The Usual Suspects illustre ce choix de camp dans le choix de ses plans : intrigants, mystérieux, comiques pour les braqueurs, tièdes et convenus dès qu’on passe chez la flicaille. Là encore, le miroir déformant est celui de Verbal, pour qui ses interrogateurs représentent toute la paperasse et l’étroitesse d’esprit qu’il déteste. Les pistes, les investigations, les faits. Alors on suit ce jeu du chat et de la souris, en connaissant déjà par l’omen son dénouement. S’en dégage, plutôt qu’une prise au sérieux qui serait rentrée en contradiction avec la légèreté des dialogues et des caractérisations, un décalage permanent qui confine presque au burlesque ou à la parodie, au choix, suivant les scènes d’action armes au poing ou les tractations entre mafieux. Comment ne pas sourire devant ces bas de contentions qui servent de masque ? Comment ne pas hocher la tête, yeux attendris, lorsqu’un Peter Greene tout gominé vient jouer les entremetteurs sans foi ni loi ? L’action est presque irréelle dans The Usual Suspects, et pour cause : l’action est un mensonge.

Rendre le mensonge vrai

Elle est large, l’image de The Usual Suspects. Large, et pas très haute. Un peu comme un mensonge : il s’étire en longueur à mesure qu’on le développe, qu’on le questionne, qu’on le construit pour qu’il fasse vrai. Creusez un peu plus haut, un peu plus bas, confrontez aux preuves et aux faits, il n’en restera pas grand chose. Ainsi va la vision de Verbal, embrassée par Bryan Singer. Usual Suspects inverse l’inquiétante étrangeté, cette sensation de malaise face au faux qui tente de trop ressembler au vrai. Ici, c’est le réel qui essaie de trop ressembler au faux. À force, il en advient une image fascinante, où l’attachement au vraisemblable et à la cohérence se retirent pour proposer un autre biais : celui de l’attente du grandiloquent. Ainsi, le cargo est immensément disproportionné sur le port, les 91 millions de dollars au delà de toute échelle de gains pour ces hors-la-loi gagne-petit, et Keyser Söze passe de gros bonnet à Méphistophélès en personne dans une scène qui confine plus au fantasme naïf, à la frontière du ridicule, qu’à la véritable naissance du mal absolu.

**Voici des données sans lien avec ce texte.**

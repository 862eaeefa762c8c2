//! Inter-bridge cascade topology.
//!
//! A directed graph whose nodes are bridges and whose edges carry a
//! mesh id. Within a mesh the graph is a clique, so the mesh is stored
//! as a set of bridges and edges are derived. Removing a bridge's last
//! mesh membership removes the node.

use std::collections::{HashMap, HashSet, VecDeque};

use crate::bridge::BridgeId;

/// The mesh every bridge joins unless told otherwise.
pub const DEFAULT_MESH: &str = "0";

/// The relay topology of one conference.
#[derive(Debug, Clone, Default)]
pub struct Cascade {
    meshes: HashMap<String, HashSet<BridgeId>>,
}

impl Cascade {
    pub fn new() -> Self {
        Self::default()
    }

    /// Add a bridge to a mesh, cliquing it with every bridge already
    /// there. Returns the peers it must now relay to.
    pub fn add_bridge(&mut self, mesh_id: &str, bridge: BridgeId) -> Vec<BridgeId> {
        let mesh = self.meshes.entry(mesh_id.to_string()).or_default();
        let peers: Vec<BridgeId> = mesh.iter().filter(|b| **b != bridge).cloned().collect();
        mesh.insert(bridge);
        peers
    }

    /// Remove a bridge from every mesh; empty meshes disappear.
    pub fn remove_bridge(&mut self, bridge: &BridgeId) {
        for mesh in self.meshes.values_mut() {
            mesh.remove(bridge);
        }
        self.meshes.retain(|_, mesh| !mesh.is_empty());
    }

    pub fn contains(&self, bridge: &BridgeId) -> bool {
        self.meshes.values().any(|mesh| mesh.contains(bridge))
    }

    pub fn bridges(&self) -> HashSet<BridgeId> {
        self.meshes.values().flatten().cloned().collect()
    }

    /// Direct relay peers of a bridge across all its meshes.
    pub fn peers_of(&self, bridge: &BridgeId) -> HashSet<BridgeId> {
        let mut peers = HashSet::new();
        for mesh in self.meshes.values() {
            if mesh.contains(bridge) {
                peers.extend(mesh.iter().filter(|b| *b != bridge).cloned());
            }
        }
        peers
    }

    /// Whether a relay path connects two bridges, possibly across
    /// meshes.
    pub fn path_exists(&self, from: &BridgeId, to: &BridgeId) -> bool {
        if from == to {
            return self.contains(from);
        }
        let mut visited: HashSet<BridgeId> = HashSet::new();
        let mut queue: VecDeque<BridgeId> = VecDeque::new();
        queue.push_back(from.clone());
        visited.insert(from.clone());
        while let Some(current) = queue.pop_front() {
            for peer in self.peers_of(&current) {
                if peer == *to {
                    return true;
                }
                if visited.insert(peer.clone()) {
                    queue.push_back(peer);
                }
            }
        }
        false
    }

    pub fn is_empty(&self) -> bool {
        self.meshes.is_empty()
    }
}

Le soulagement est fort lorsque le diable souffle et que le générique défile. The Usual Suspects fait marcher son twist, mais ne s’y cantonne pas. Un thriller moins porté sur son intrigue, pourtant immédiatement convoquée lorsqu’on évoque le film, que sur des personnages et un contexte narratif manipulés, falsifiés, avec une tendresse et un cœur gros comme ça. Une histoire de loup qui va nous manger tout cru mais pour les grands, convoquant toute l’admiration des adolescents boutonneux qui croient y avoir découvert le Saint-Graal, et tout l’amusement de ceux qui ont derrière eux les âges ingrâts. Eux réalisent qu’être enfant, c’est penser que la plus belle invention du diable, c’est de faire croire qu’il n’existe pas ; être adulte, c’est comprendre que le diable, c’est simplement la plus belle invention des menteurs.